President+Donald+Trump.

(Michael Vadon/Flickr)

President Donald Trump.

Katarina Machmer, Contributor

As I am writing this I’m sitting in my backyard in Munich, Germany, far away from the U.S. and yet so connected to it because of all that is happening in this country where I lived for half a year as a student and have close friends.

Here in Germany I am breathing clean air — although the smoke from California has, long ago, reached Europe — and I am relatively safe from the coronavirus or a threat to my country’s democracy. At the same time, I am thinking of fires devastating parts of the United States, Americans spitting at others for wearing a mask, and a president who publicly denied climate change as a cause for the entire West Coast’s flaming inferno. Images of the latter, which have been very much present in the German media, in their orange glow and fury somehow resemble Trump.

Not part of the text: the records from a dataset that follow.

use criterion::{Criterion, black_box, criterion_group, criterion_main};

use cascade_net::CascadeNetwork;

type Net = CascadeNetwork<64, 1, 8, 128>;

fn cascade_forward_bench(c: &mut Criterion) {
    let net = Net::new_with_seed(0);
    let mut buf = net.scratch();
    buf.load_input(&[0.1_f32; 64]).unwrap();

    c.bench_function("cascade_forward_64_1_8_128", |b| {
        b.iter(|| {
            let out = net.forward(black_box(&mut buf));
            black_box(out[0]);
        })
    });
}

fn cascade_backward_bench(c: &mut Criterion) {
    let net = Net::new_with_seed(0);
    let mut buf = net.scratch();
    let desired = [0.0_f32; 8];
    buf.load_input(&[0.1_f32; 64]).unwrap();

    c.bench_function("cascade_forward_backward_64_1_8_128", |b| {
        b.iter(|| {
            net.forward(&mut buf);
            net.normalize_outputs(&mut buf);
            let error = net.backward(&mut buf, black_box(&desired));
            black_box(error);
        })
    });
}

criterion_group!(benches, cascade_forward_bench, cascade_backward_bench);
criterion_main!(benches);
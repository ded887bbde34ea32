use std::collections::BTreeMap;

use axum::extract::{Query, State};
use axum::Json;
use chrono::NaiveDate;
use diesel::dsl::{count_distinct, count_star, not};
use diesel::prelude::*;
use serde::{Deserialize, Serialize};

use crate::constants;
use crate::error::{codes, ApiError};
use crate::model::{CardType, ReviewType};
use crate::schema::{account_cards, account_reviews, card_list, cards};
use crate::session::current_account_id;
use crate::utils::{days_from, parse_client_date};
use crate::DbPool;

#[derive(Debug, Deserialize)]
pub struct StatisticsParams {
    pub card_type: CardType,
    pub review_type: ReviewType,
}

#[derive(Debug, Deserialize)]
pub struct ProjectionParams {
    pub limit_days: i32,
    pub date: String,
}

#[derive(Debug, Deserialize)]
pub struct HistoryParams {
    pub limit_days: i32,
}

#[derive(Debug, PartialEq, Serialize)]
pub struct LearningProgress {
    pub new: i64,
    pub learning: i64,
    pub mature: i64,
}

#[derive(Debug, PartialEq, Serialize)]
pub struct DailyReviews {
    pub date: NaiveDate,
    pub reviews: i64,
}

/// Counts the account's cards of one type and review direction by
/// learning status. Pure read.
pub fn learning_statistics(
    conn: &mut SqliteConnection,
    account_id: i32,
    card_type: CardType,
    review_type: ReviewType,
) -> Result<LearningProgress, ApiError> {
    let mature: i64 = account_cards::table
        .inner_join(cards::table)
        .filter(cards::card_type.eq(card_type))
        .filter(cards::active.eq(true))
        .filter(account_cards::account_id.eq(account_id))
        .filter(account_cards::review_type.eq(review_type))
        .filter(account_cards::mature.eq(true))
        .select(count_star())
        .get_result(conn)?;

    let learning: i64 = account_cards::table
        .inner_join(cards::table)
        .filter(cards::card_type.eq(card_type))
        .filter(cards::active.eq(true))
        .filter(account_cards::account_id.eq(account_id))
        .filter(account_cards::review_type.eq(review_type))
        .filter(account_cards::mature.eq(false))
        .select(count_star())
        .get_result(conn)?;

    let known_cards = account_cards::table
        .filter(account_cards::account_id.eq(account_id))
        .filter(account_cards::review_type.eq(review_type))
        .select(account_cards::card_id);

    // Catalog entries the account has never reviewed. A card listed in
    // several decks counts once.
    let new: i64 = card_list::table
        .inner_join(cards::table)
        .filter(cards::card_type.eq(card_type))
        .filter(cards::active.eq(true))
        .filter(card_list::review_type.eq(review_type))
        .filter(card_list::active.eq(true))
        .filter(not(card_list::card_id.eq_any(known_cards)))
        .select(count_distinct(card_list::card_id))
        .get_result(conn)?;

    Ok(LearningProgress {
        new,
        learning,
        mature,
    })
}

/// Buckets upcoming due counts per calendar day, from the client's day
/// forward. Anything already overdue lands in the first bucket.
pub fn due_projection(
    conn: &mut SqliteConnection,
    account_id: i32,
    limit_days: i32,
    current_date: NaiveDate,
) -> Result<Vec<DailyReviews>, ApiError> {
    if limit_days < 1 || limit_days > constants::MAX_LIMIT_REVIEWS {
        return Err(ApiError::Validation(codes::ERR_INVALID_LIMIT));
    }

    let horizon = days_from(current_date, limit_days);
    let due_dates: Vec<NaiveDate> = account_cards::table
        .filter(account_cards::account_id.eq(account_id))
        .filter(account_cards::due_at.le(horizon))
        .select(account_cards::due_at)
        .load(conn)?;

    let mut buckets: BTreeMap<NaiveDate, i64> = BTreeMap::new();
    for due_at in due_dates {
        let day = due_at.max(current_date);
        *buckets.entry(day).or_insert(0) += 1;
    }

    Ok(buckets
        .into_iter()
        .map(|(date, reviews)| DailyReviews { date, reviews })
        .collect())
}

/// Past review counts per day, newest day first.
pub fn review_history(
    conn: &mut SqliteConnection,
    account_id: i32,
    limit_days: i32,
) -> Result<Vec<DailyReviews>, ApiError> {
    if limit_days < 1 || limit_days > constants::MAX_LIMIT_REVIEWS {
        return Err(ApiError::Validation(codes::ERR_INVALID_LIMIT));
    }

    let rows: Vec<(NaiveDate, i64)> = account_reviews::table
        .filter(account_reviews::account_id.eq(account_id))
        .group_by(account_reviews::created_at)
        .select((account_reviews::created_at, count_star()))
        .order(account_reviews::created_at.desc())
        .limit(limit_days as i64)
        .load(conn)?;

    Ok(rows
        .into_iter()
        .map(|(date, reviews)| DailyReviews { date, reviews })
        .collect())
}

#[axum::debug_handler]
pub async fn learning_statistics_handler(
    State(pool): State<DbPool>,
    session: tower_sessions::Session,
    Query(params): Query<StatisticsParams>,
) -> Result<Json<LearningProgress>, ApiError> {
    let account_id = current_account_id(&session).await?;
    let mut conn = pool.get()?;
    let stats = learning_statistics(&mut conn, account_id, params.card_type, params.review_type)?;
    Ok(Json(stats))
}

#[axum::debug_handler]
pub async fn due_projection_handler(
    State(pool): State<DbPool>,
    session: tower_sessions::Session,
    Query(params): Query<ProjectionParams>,
) -> Result<Json<Vec<DailyReviews>>, ApiError> {
    let account_id = current_account_id(&session).await?;
    let current_date = parse_client_date(&params.date)?;
    let mut conn = pool.get()?;
    let projection = due_projection(&mut conn, account_id, params.limit_days, current_date)?;
    Ok(Json(projection))
}

#[axum::debug_handler]
pub async fn review_history_handler(
    State(pool): State<DbPool>,
    session: tower_sessions::Session,
    Query(params): Query<HistoryParams>,
) -> Result<Json<Vec<DailyReviews>>, ApiError> {
    let account_id = current_account_id(&session).await?;
    let mut conn = pool.get()?;
    let history = review_history(&mut conn, account_id, params.limit_days)?;
    Ok(Json(history))
}
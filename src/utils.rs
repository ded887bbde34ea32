use chrono::{Duration, NaiveDate};

use crate::error::{codes, ApiError};

/// Parses the client-supplied calendar day. Scheduling never substitutes
/// the server clock: the account's local "today" decides due-ness and
/// quota bucketing.
pub fn parse_client_date(raw: &str) -> Result<NaiveDate, ApiError> {
    NaiveDate::parse_from_str(raw, "%Y-%m-%d")
        .map_err(|_| ApiError::Validation(codes::ERR_INVALID_DATE))
}

pub fn days_from(date: NaiveDate, days: i32) -> NaiveDate {
    date + Duration::days(days as i64)
}

#[cfg(test)]
mod tests {
    use super::*;

    #[test]
    fn parses_iso_dates() {
        assert_eq!(
            parse_client_date("2024-01-05").unwrap(),
            NaiveDate::from_ymd_opt(2024, 1, 5).unwrap()
        );
    }

    #[test]
    fn rejects_timestamps_and_garbage() {
        assert!(parse_client_date("2024-01-05T10:00:00").is_err());
        assert!(parse_client_date("05/01/2024").is_err());
        assert!(parse_client_date("").is_err());
    }

    #[test]
    fn day_arithmetic_crosses_month_boundaries() {
        let d = NaiveDate::from_ymd_opt(2024, 1, 30).unwrap();
        assert_eq!(days_from(d, 3), NaiveDate::from_ymd_opt(2024, 2, 2).unwrap());
    }
}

It is not only the fires which, for the White House, seem to be a minor problem. The president of the United States has also played down a pandemic publicly in an effort of not creating a panic but in fact, of course, because he feared an economic breakdown. Americans died because Trump refused to fulfill his duty of serving the country by informing people about the effects of a deadly virus.
As if this wasn’t enough, investigative journalist Bob Woodward’s book, “Rage”, which reveals that Trump has deliberately withheld important information about COVID-19, also serves as proof for the president’s attitude towards race. He denies the existence of white privilege and even fights its recognition through training programs, promoting an America based on white supremacy. As part of this, he propagated military “law-and-order” politics, trying to smash the Black Lives Matter movement which had stimulated demonstrations against institutional racism worldwide.
The president of the United States mobilizes right-wing militaries, denies the history of a country founded on the back of slaves and completely dismisses his task to lead the nation or provide for the well-being of its people.

In fact, the president of the world’s oldest democracy is a man who sympathizes with autocracies from across the globe — and unfortunately, right-wing populists sympathize with him.

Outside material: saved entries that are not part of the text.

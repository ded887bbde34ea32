use std::str::FromStr;

use chrono::NaiveDate;
use diesel::deserialize::{self, FromSql, FromSqlRow};
use diesel::expression::AsExpression;
use diesel::serialize::{self, IsNull, Output, ToSql};
use diesel::sql_types::Text;
use diesel::sqlite::{Sqlite, SqliteValue};
use diesel::Queryable;
use serde::{Deserialize, Serialize};

/// Content type of a card. The scheduling state itself is type-agnostic;
/// the type only matters for catalog filtering and progress statistics.
#[derive(Debug, Clone, Copy, PartialEq, Eq, Serialize, Deserialize, AsExpression, FromSqlRow)]
#[diesel(sql_type = Text)]
#[serde(rename_all = "UPPERCASE")]
pub enum CardType {
    Kanji,
    Word,
    Sentence,
}

/// Direction a card is studied in. One card can be scheduled separately
/// per review type.
#[derive(Debug, Clone, Copy, PartialEq, Eq, Serialize, Deserialize, AsExpression, FromSqlRow)]
#[diesel(sql_type = Text)]
#[serde(rename_all = "UPPERCASE")]
pub enum ReviewType {
    Recall,
    Recognise,
    Write,
}

/// Grading outcome reported by the client.
#[derive(Debug, Clone, Copy, PartialEq, Eq, Serialize, Deserialize, AsExpression, FromSqlRow)]
#[diesel(sql_type = Text)]
#[serde(rename_all = "UPPERCASE")]
pub enum ReviewResult {
    Again,
    Good,
}

/// Which study queue is being fetched.
#[derive(Debug, Clone, Copy, PartialEq, Eq, Serialize, Deserialize)]
#[serde(rename_all = "UPPERCASE")]
pub enum QueueMode {
    New,
    Due,
}

impl CardType {
    pub fn as_str(&self) -> &'static str {
        match self {
            CardType::Kanji => "KANJI",
            CardType::Word => "WORD",
            CardType::Sentence => "SENTENCE",
        }
    }
}

impl ReviewType {
    pub fn as_str(&self) -> &'static str {
        match self {
            ReviewType::Recall => "RECALL",
            ReviewType::Recognise => "RECOGNISE",
            ReviewType::Write => "WRITE",
        }
    }
}

impl ReviewResult {
    pub fn as_str(&self) -> &'static str {
        match self {
            ReviewResult::Again => "AGAIN",
            ReviewResult::Good => "GOOD",
        }
    }
}

impl FromStr for CardType {
    type Err = String;

    fn from_str(s: &str) -> Result<Self, Self::Err> {
        match s {
            "KANJI" => Ok(CardType::Kanji),
            "WORD" => Ok(CardType::Word),
            "SENTENCE" => Ok(CardType::Sentence),
            other => Err(format!("unrecognised card type: {other}")),
        }
    }
}

impl FromStr for ReviewType {
    type Err = String;

    fn from_str(s: &str) -> Result<Self, Self::Err> {
        match s {
            "RECALL" => Ok(ReviewType::Recall),
            "RECOGNISE" => Ok(ReviewType::Recognise),
            "WRITE" => Ok(ReviewType::Write),
            other => Err(format!("unrecognised review type: {other}")),
        }
    }
}

impl FromStr for ReviewResult {
    type Err = String;

    fn from_str(s: &str) -> Result<Self, Self::Err> {
        match s {
            "AGAIN" => Ok(ReviewResult::Again),
            "GOOD" => Ok(ReviewResult::Good),
            other => Err(format!("unrecognised review result: {other}")),
        }
    }
}

macro_rules! text_enum_sql {
    ($ty:ty) => {
        impl ToSql<Text, Sqlite> for $ty {
            fn to_sql<'b>(&'b self, out: &mut Output<'b, '_, Sqlite>) -> serialize::Result {
                out.set_value(self.as_str());
                Ok(IsNull::No)
            }
        }

        impl FromSql<Text, Sqlite> for $ty {
            fn from_sql(bytes: SqliteValue<'_, '_, '_>) -> deserialize::Result<Self> {
                let raw = <String as FromSql<Text, Sqlite>>::from_sql(bytes)?;
                raw.parse().map_err(|e: String| e.into())
            }
        }
    };
}

text_enum_sql!(CardType);
text_enum_sql!(ReviewType);
text_enum_sql!(ReviewResult);

/// Per-account scheduling state of one card in one review direction.
/// Unique on `(account_id, card_id, review_type)`.
#[derive(Debug, Serialize, Queryable)]
pub struct AccountCard {
    pub id: i32,
    pub account_id: i32,
    pub card_id: i32,
    pub review_type: ReviewType,
    pub review_count: i32,
    pub easy_factor: f64,
    pub due_at: NaiveDate,
    pub mature: bool,
    pub account_story: Option<String>,
    pub account_hint: Option<String>,
}

/// Per-account, per-deck study limits, created lazily with defaults.
#[derive(Debug, Serialize, Queryable)]
pub struct AccountDeckSettings {
    pub id: i32,
    pub account_id: i32,
    pub deck_id: i32,
    pub favorite: bool,
    pub review_interval: i32,
    pub reviews_per_day: i32,
    pub new_cards_per_day: i32,
}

In Germany, right-wing ideologies are increasingly supported by a political party called Alternative für Deutschland (Alternative for Germany), or AfD. In general, Germans are by no means becoming more populist. On the contrary, recent studies conducted in Germany show that most strongly support democratic and liberal values.

Yet, we are facing a radicalizing right scene. It is this political spectrum which increasingly supports ideas promoted by Trump as well as conspiracy theories such as QAnon. The latter, a far-right plot against assumed elites worldwide whom Trump is believed to fight against, unites conservatives, right-wing extremists and Corona-deniers not only in the United States.

The American president, though, supports anti-democratic movements all over the globe through his politics, whether always intentionally or not. This is one of the reasons why the upcoming elections will be of great importance worldwide.

The United States has, unfortunately, lost its prestige abroad a long time ago.

In the year Trump was elected president, I started to study North American and Media studies in Germany to be a journalist covering transatlantic issues, preferably as a foreign correspondent. I cannot recall the many times I’ve been asked if I really could imagine moving to the U.S. someday. Not only did I always have to justify my exotic choice of studies — which is, in fact, not so special after all — I also had to explain my fascination with the United States.

Sometimes I’m still trying to clarify to family members or people I meet that America is not only about Trump. Trump, in fact, is destroying America, further driving the rifts between rich and poor, black and white, Republican and Democratic. The U.S. has always had many flaws and social problems, but it has also always been a country of rich beauty and cultural diversity. Although Trump is overshadowing these aspects, they still represent the United States for me.

I very much hope that the elections will provide America with a chance to recover. This would also be a blast for the rest of the world and the only positive outcome of Trump’s disastrous management of the pandemic, which has already cost him some voters.
Feeling personally and emotionally connected to the U.S., I very much regret that I cannot vote but what I can do is animate every eligible person reading this to cast a ballot. As Barack Obama tweeted: “Vote like your democracy depends on it. Because it does.”

 

Katarina Machmer is a student from Germany and attended CSUN in fall 2019 for a semester abroad.